Judicial Failures

27 Mar

Appeals court rules that police can electrocute anyone they damn well please

in Civil Rights, Judicial Failures, Police Abusing Power

In a 2-1 decision, the 9th U.S. Circuit Court of Appeals ruled that the Seattle police were operating within the law when they tasered a pregnant woman – tasered her again, and then tasered her a third time – while she was strapped into the driver’s seat of a car with no keys in the ignition.  In an unusually strongly-worded opinion, the dissenting judge, Marsha Berzon, called the decision “off the wall” and chastised her colleagues:

“I fail utterly to comprehend how my colleagues are able to conclude that it was objectively reasonable to use any force against Brooks, let alone three activations of a Taser, in response to such a trivial offense," she wrote. … Berzon said the majority's notion that Brooks obstructed officers was so far-fetched that even the officers themselves didn't make that legal argument. To obstruct an officer, one must obstruct the officer's official duties, and the officers' only duties in this case were to detain Brooks long enough to identify her, check for warrants, write up the citation 10085096athe-bill-of-rights-fourth-amendment-postersand give it to her. Brooks' failure to sign did not interfere with those duties, she said. Furthermore, Brooks posed no apparent threat, and the officers could not have known how stunning her would affect the fetus, or whether it might prompt premature labor — another reason their actions were inexcusable.

The most stunning aspect of this case – aside from, you know, the electrocution of a defenseless pregnant woman for having the audacity to not be nice to her bullies, is that the defense was able to successfully argue the use of force was justified based on the potential threat the victim might pose at some hypothetical point following the traffic stop.  Hall wrote: "It seems clear that Brooks was not going to be able to harm anyone with her car at a moment's notice. Nonetheless, some threat she might retrieve the keys and drive off erratically remained, particularly given her refusal to leave the car and her state of agitation."

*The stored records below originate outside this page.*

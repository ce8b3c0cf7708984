//! Laser beam intensity fields from vectorial diffraction integrals.
//!
//! Both beams share the same skeleton: for every output pixel, the offset
//! from the field center is converted to polar coordinates, scaled by the
//! wavenumber into the integration variable `kr`, and a set of
//! Bessel-weighted angular integrals is evaluated over the aperture
//! half-angle. The integrals combine with the beam polarization and
//! incidence angle into three complex electromagnetic field components whose
//! squared magnitudes sum to the intensity.
//!
//! The Gaussian excitation beam needs three integrals; the donut depletion
//! beam needs five plus duty-cycle scaling and the blending of a residual
//! intensity at the dark center.
//!
//! # Physics Background
//!
//! The focal-plane fields follow the 0–2π vortex phase-modulation analysis
//! of high-aperture STED optics, evaluated at `z = 0`. Intensities are
//! peak-normalized and rescaled to W/m² from the beam power through the
//! measured FWHM spot area, with a factor of 2 from the energy-density
//! convention for focused beams.

use ndarray::Array2;
use num_complex::Complex64;
use rayon::prelude::*;
use scilib::math::bessel;
use serde::{Deserialize, Serialize};
use std::f64::consts::PI;

use crate::algo::{self, quadrature};
use crate::error::MicroscopeError;
use crate::hardware::Objective;

/// Field diameter in units of lambda / (NA * pixelsize).
const DIAMETER_FACTOR: f64 = 2.233;

/// Accepted imaginary residual, relative to the intensity peak.
const IMAGINARY_TOLERANCE: f64 = 1e-9;

/// Gaussian-profile excitation beam.
///
/// Polarization is the phase difference between the x and y oscillations:
/// `pi/2` is left-circular, `0` linear, `-pi/2` right-circular. `beta` is
/// the incidence angle in `[0, pi/2]`.
#[derive(Debug, Clone, Serialize, Deserialize)]
pub struct GaussianBeam {
    /// Wavelength (m).
    pub wavelength: f64,
    /// Polarization phase between x and y oscillations (rad).
    pub polarization: f64,
    /// Incidence angle (rad).
    pub beta: f64,
}

impl GaussianBeam {
    /// Create an excitation beam with left-circular polarization at 45°
    /// incidence.
    pub fn new(wavelength: f64) -> Self {
        Self {
            wavelength,
            polarization: PI / 2.0,
            beta: PI / 4.0,
        }
    }

    /// Compute the transmitted excitation intensity field (W/m²).
    pub fn intensity_field(
        &self,
        power: f64,
        objective: &Objective,
        pixelsize: f64,
    ) -> Result<Array2<f64>, MicroscopeError> {
        let transmission = objective.transmission_at(self.wavelength)?;
        let geometry = FieldGeometry::new(self.wavelength, objective)?;

        let integrands: [AngularIntegrand; 3] = [
            |theta, kr| {
                theta.cos().sqrt()
                    * theta.sin()
                    * bessel::j_n(0, kr * theta.sin())
                    * (1.0 + theta.cos())
            },
            |theta, kr| theta.cos().sqrt() * theta.sin().powi(2) * bessel::j_n(1, kr * theta.sin()),
            |theta, kr| {
                theta.cos().sqrt()
                    * theta.sin()
                    * bessel::j_n(2, kr * theta.sin())
                    * (1.0 - theta.cos())
            },
        ];

        let ax = Complex64::new(self.beta.sin(), 0.0);
        let ay = Complex64::from_polar(self.beta.cos(), self.polarization);
        let i = Complex64::i();

        let mut intensity = field_intensity(&geometry, pixelsize, &integrands, |v, phi| {
            let [i1, i2, i3] = [v[0], v[1], v[2]];
            let exdx = -ax * i * (i1 + i3 * (2.0 * phi).cos());
            let eydx = -ax * i * i3 * (2.0 * phi).sin();
            let ezdx = -ax * 2.0 * i2 * phi.cos();
            let exdy = -ay * i * (i1 - i3 * (2.0 * phi).cos());
            let eydy = ay * i * i3 * (2.0 * phi).sin();
            let ezdy = -ay * 2.0 * i2 * phi.sin();
            (exdx - eydy, eydx + exdy, ezdx + ezdy)
        })?;

        // Rescale the peak-normalized field to physical units through the
        // FWHM spot area.
        let mid = (intensity.nrows() - 1) / 2;
        let r = algo::fwhm(&intensity.row(mid).to_vec())?;
        let area_fwhm = PI * (r * pixelsize).powi(2) / 2.0;
        intensity.mapv_inplace(|v| v * 2.0 * transmission * power / area_fwhm);
        Ok(intensity)
    }
}

/// Donut-profile depletion beam.
///
/// In addition to the Gaussian beam parameters the donut is pulsed (`tau`
/// pulse length, `rate` repetition rate) and carries a configurable
/// `zero_residual`: the ratio between the minimum and maximum intensity
/// blended into the otherwise dark center.
#[derive(Debug, Clone, Serialize, Deserialize)]
pub struct DonutBeam {
    /// Wavelength (m).
    pub wavelength: f64,
    /// Polarization phase between x and y oscillations (rad).
    pub polarization: f64,
    /// Incidence angle (rad).
    pub beta: f64,
    /// Pulse length (s).
    pub tau: f64,
    /// Pulse repetition rate (Hz).
    pub rate: f64,
    /// Ratio between minimum and maximum intensity.
    pub zero_residual: f64,
}

impl DonutBeam {
    /// Create a depletion beam with the common 80 MHz / 200 ps pulse train
    /// and a perfectly dark center.
    pub fn new(wavelength: f64) -> Self {
        Self {
            wavelength,
            polarization: PI / 2.0,
            beta: PI / 4.0,
            tau: 200e-12,
            rate: 80e6,
            zero_residual: 0.0,
        }
    }

    /// Same beam with a different residual intensity at the dark center.
    pub fn with_zero_residual(mut self, zero_residual: f64) -> Self {
        self.zero_residual = zero_residual;
        self
    }

    /// Fraction of time the pulsed beam is on.
    pub fn duty_cycle(&self) -> f64 {
        self.tau * self.rate
    }

    /// Compute the transmitted depletion intensity field (W/m²).
    pub fn intensity_field(
        &self,
        power: f64,
        objective: &Objective,
        pixelsize: f64,
    ) -> Result<Array2<f64>, MicroscopeError> {
        let transmission = objective.transmission_at(self.wavelength)?;
        let geometry = FieldGeometry::new(self.wavelength, objective)?;

        let integrands: [AngularIntegrand; 5] = [
            |theta, kr| {
                theta.cos().sqrt()
                    * theta.sin()
                    * bessel::j_n(1, kr * theta.sin())
                    * (1.0 + theta.cos())
            },
            |theta, kr| {
                theta.cos().sqrt()
                    * theta.sin()
                    * bessel::j_n(1, kr * theta.sin())
                    * (1.0 - theta.cos())
            },
            |theta, kr| {
                theta.cos().sqrt()
                    * theta.sin()
                    * bessel::j_n(3, kr * theta.sin())
                    * (1.0 - theta.cos())
            },
            |theta, kr| theta.cos().sqrt() * theta.sin().powi(2) * bessel::j_n(0, kr * theta.sin()),
            |theta, kr| theta.cos().sqrt() * theta.sin().powi(2) * bessel::j_n(2, kr * theta.sin()),
        ];

        let ax = Complex64::new(self.beta.sin(), 0.0);
        let ay = Complex64::from_polar(self.beta.cos(), self.polarization);
        let i = Complex64::i();

        let mut intensity = field_intensity(&geometry, pixelsize, &integrands, |v, phi| {
            let [i1, i2, i3, i4, i5] = [v[0], v[1], v[2], v[3], v[4]];
            let e_phi = Complex64::from_polar(1.0, phi);
            let e_neg_phi = Complex64::from_polar(1.0, -phi);
            let e_2phi = Complex64::from_polar(1.0, 2.0 * phi);
            let e_3phi = Complex64::from_polar(1.0, 3.0 * phi);

            let exdx = ax * (e_phi * i1 - e_neg_phi * (i2 / 2.0) + e_3phi * (i3 / 2.0));
            let eydx = -ax * i * 0.5 * (e_neg_phi * i2 + e_3phi * i3);
            let ezdx = ax * i * (Complex64::new(i4, 0.0) - e_2phi * i5);
            let exdy = ay * (e_phi * i1 + e_neg_phi * (i2 / 2.0) - e_3phi * (i3 / 2.0));
            let eydy = ay * i * 0.5 * (e_neg_phi * i2 + e_3phi * i3);
            let ezdy = -ay * (Complex64::new(i4, 0.0) + e_2phi * i5);
            (exdx - eydy, eydx + exdy, ezdx + ezdy)
        })?;

        // Peak intensity of the pulse train rather than the time average.
        let duty_cycle = self.duty_cycle();
        intensity.mapv_inplace(|v| v / duty_cycle);

        let mid = (intensity.nrows() - 1) / 2;
        let (r_out, r_in) = algo::fwhm_donut(&intensity.row(mid).to_vec())?;
        let big_area = PI * (r_out * pixelsize).powi(2) / 2.0;
        let small_area = PI * (r_in * pixelsize).powi(2) / 2.0;
        let area_fwhm = big_area - small_area;
        intensity.mapv_inplace(|v| v * 2.0 * transmission * power / area_fwhm);

        if power > 0.0 {
            // Blend the residual intensity into the dark center, keeping the
            // overall peak unchanged.
            let old_max = intensity.iter().fold(f64::NEG_INFINITY, |m, &v| m.max(v));
            intensity.mapv_inplace(|v| v + self.zero_residual * old_max);
            let new_max = intensity.iter().fold(f64::NEG_INFINITY, |m, &v| m.max(v));
            intensity.mapv_inplace(|v| v / new_max * old_max);
        }

        Ok(intensity)
    }
}

type AngularIntegrand = fn(f64, f64) -> f64;

/// Geometry shared by the field calculators for one (wavelength, objective)
/// pair.
struct FieldGeometry {
    k: f64,
    alpha: f64,
    na: f64,
    wavelength: f64,
}

impl FieldGeometry {
    fn new(wavelength: f64, objective: &Objective) -> Result<Self, MicroscopeError> {
        Ok(Self {
            k: 2.0 * PI * objective.refractive_index / wavelength,
            alpha: objective.aperture_half_angle()?,
            na: objective.na,
            wavelength,
        })
    }
}

/// Evaluate the angular integrals on every pixel, combine them into the
/// three complex field components and reduce to a peak-normalized intensity.
///
/// Fails when the intensity keeps an imaginary residual beyond tolerance,
/// which flags a parameter regime outside the model's validity.
fn field_intensity<const N: usize>(
    geometry: &FieldGeometry,
    pixelsize: f64,
    integrands: &[AngularIntegrand; N],
    combine: impl Fn(&[f64; N], f64) -> (Complex64, Complex64, Complex64) + Sync,
) -> Result<Array2<f64>, MicroscopeError> {
    let diameter = DIAMETER_FACTOR * geometry.wavelength / (geometry.na * pixelsize);
    // Odd pixel count so a single center pixel exists.
    let n_pixels = (diameter / 2.0) as usize * 2 + 1;
    let center = (n_pixels / 2) as i64;

    let rows: Vec<Vec<Complex64>> = (0..n_pixels)
        .into_par_iter()
        .map(|y| {
            let h_rel = (center - y as i64) as f64;
            (0..n_pixels)
                .map(|x| {
                    let w_rel = (x as i64 - center) as f64;
                    let (phi, radius) = algo::cart2pol(w_rel, h_rel);
                    let kr = geometry.k * radius * pixelsize;

                    let mut values = [0.0; N];
                    for (value, integrand) in values.iter_mut().zip(integrands.iter()) {
                        *value = quadrature::adaptive_simpson(
                            &|theta| integrand(theta, kr),
                            0.0,
                            geometry.alpha,
                            quadrature::DEFAULT_TOLERANCE,
                        );
                    }

                    let (ex, ey, ez) = combine(&values, phi);
                    ex * ex.conj() + ey * ey.conj() + ez * ez.conj()
                })
                .collect()
        })
        .collect();

    let mut peak = f64::NEG_INFINITY;
    let mut residual: f64 = 0.0;
    for row in &rows {
        for value in row {
            peak = peak.max(value.re);
            residual = residual.max(value.im.abs());
        }
    }
    if residual > IMAGINARY_TOLERANCE * peak {
        return Err(MicroscopeError::ImaginaryResidual {
            residual: residual / peak,
            tolerance: IMAGINARY_TOLERANCE,
        });
    }

    let mut intensity = Array2::zeros((n_pixels, n_pixels));
    for (y, row) in rows.iter().enumerate() {
        for (x, value) in row.iter().enumerate() {
            intensity[[y, x]] = value.re / peak;
        }
    }
    Ok(intensity)
}

#[cfg(test)]
mod tests {
    use super::*;

    // 50 nm pixels keep the field small enough for quick quadrature.
    const PIXELSIZE: f64 = 50e-9;

    #[test]
    fn gaussian_field_is_odd_sided_and_peaked_at_center() {
        let beam = GaussianBeam::new(488e-9);
        let objective = Objective::default();
        let field = beam.intensity_field(1.0, &objective, PIXELSIZE).unwrap();

        assert_eq!(field.nrows(), field.ncols());
        assert_eq!(field.nrows() % 2, 1);

        let mid = field.nrows() / 2;
        let peak = field.iter().fold(f64::NEG_INFINITY, |m, &v| m.max(v));
        assert_eq!(field[[mid, mid]], peak);
        assert!(field.iter().all(|&v| v.is_finite() && v >= 0.0));
    }

    #[test]
    fn gaussian_field_scales_linearly_with_power() {
        let beam = GaussianBeam::new(488e-9);
        let objective = Objective::default();
        let one = beam.intensity_field(1.0, &objective, PIXELSIZE).unwrap();
        let two = beam.intensity_field(2.0, &objective, PIXELSIZE).unwrap();
        let mid = one.nrows() / 2;
        approx::assert_relative_eq!(
            two[[mid, mid]],
            2.0 * one[[mid, mid]],
            max_relative = 1e-12
        );
    }

    #[test]
    fn donut_field_is_dark_at_center() {
        let beam = DonutBeam::new(575e-9);
        let objective = Objective::default();
        let field = beam.intensity_field(1e-3, &objective, PIXELSIZE).unwrap();

        let mid = field.nrows() / 2;
        let peak = field.iter().fold(f64::NEG_INFINITY, |m, &v| m.max(v));
        assert!(field[[mid, mid]] < 1e-3 * peak);
        assert!(field.iter().all(|&v| v.is_finite() && v >= 0.0));
    }

    #[test]
    fn donut_zero_residual_lifts_the_center() {
        let objective = Objective::default();
        let residual = 0.04;
        let beam = DonutBeam::new(575e-9).with_zero_residual(residual);
        let field = beam.intensity_field(1e-3, &objective, PIXELSIZE).unwrap();

        let mid = field.nrows() / 2;
        let peak = field.iter().fold(f64::NEG_INFINITY, |m, &v| m.max(v));
        let ratio = field[[mid, mid]] / peak;
        assert!(
            (ratio - residual).abs() < 0.01,
            "center/peak ratio {ratio} should be close to {residual}"
        );
    }

    #[test]
    fn donut_zero_power_yields_zero_field() {
        let beam = DonutBeam::new(575e-9);
        let objective = Objective::default();
        let field = beam.intensity_field(0.0, &objective, PIXELSIZE).unwrap();
        assert!(field.iter().all(|&v| v == 0.0));
    }

    #[test]
    fn invalid_aperture_is_rejected_before_integration() {
        let beam = GaussianBeam::new(488e-9);
        let mut objective = Objective::default();
        objective.na = 1.6;
        assert!(matches!(
            beam.intensity_field(1.0, &objective, PIXELSIZE),
            Err(MicroscopeError::ApertureExceedsIndex { .. })
        ));
    }

    #[test]
    fn unknown_wavelength_is_rejected() {
        let beam = GaussianBeam::new(700e-9);
        let objective = Objective::default();
        assert!(matches!(
            beam.intensity_field(1.0, &objective, PIXELSIZE),
            Err(MicroscopeError::UnknownWavelength { wavelength_nm: 700 })
        ));
    }
}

Yes.  And she also could have also been hiding a bomb in her trunk, been planning to download copywritten materials, or had a genetic mutation allowing her to spit acid out of her eyes.  Yet we are afforded protection by the fourth amendment to the U.S. Constitution against having to defend ourselves against potential crimes when there is no reasonable expectation that such crimes will be committed.  As the prosecution and single sane judge rightfully argued, being angry at a traffic stop is not a crime, refusing to sign a ticket is not an arrestable offense, nor is it against the law to resist an illegal detention.  It IS, however, unlawful to physically assault a helpless pregnant woman who poses no threat to your safety.  

This trend is disturbing – not simply the fact that wearing a badge seems to make anything you say a de facto lawful order – a fact that most minorities in the U.S. are already familiar with, but that the courts – and worse, the American people – seem to be increasingly willing to bypass constitutional liberties in favor of authoritarianism.  As digby points out - “where are all the anti-authoritarian libertarians now? It seems as if they only care about the constitution when it comes to taxes and guns. Someone else's right not to be electrocuted for refusing to sign a traffic ticket? Not their problem.”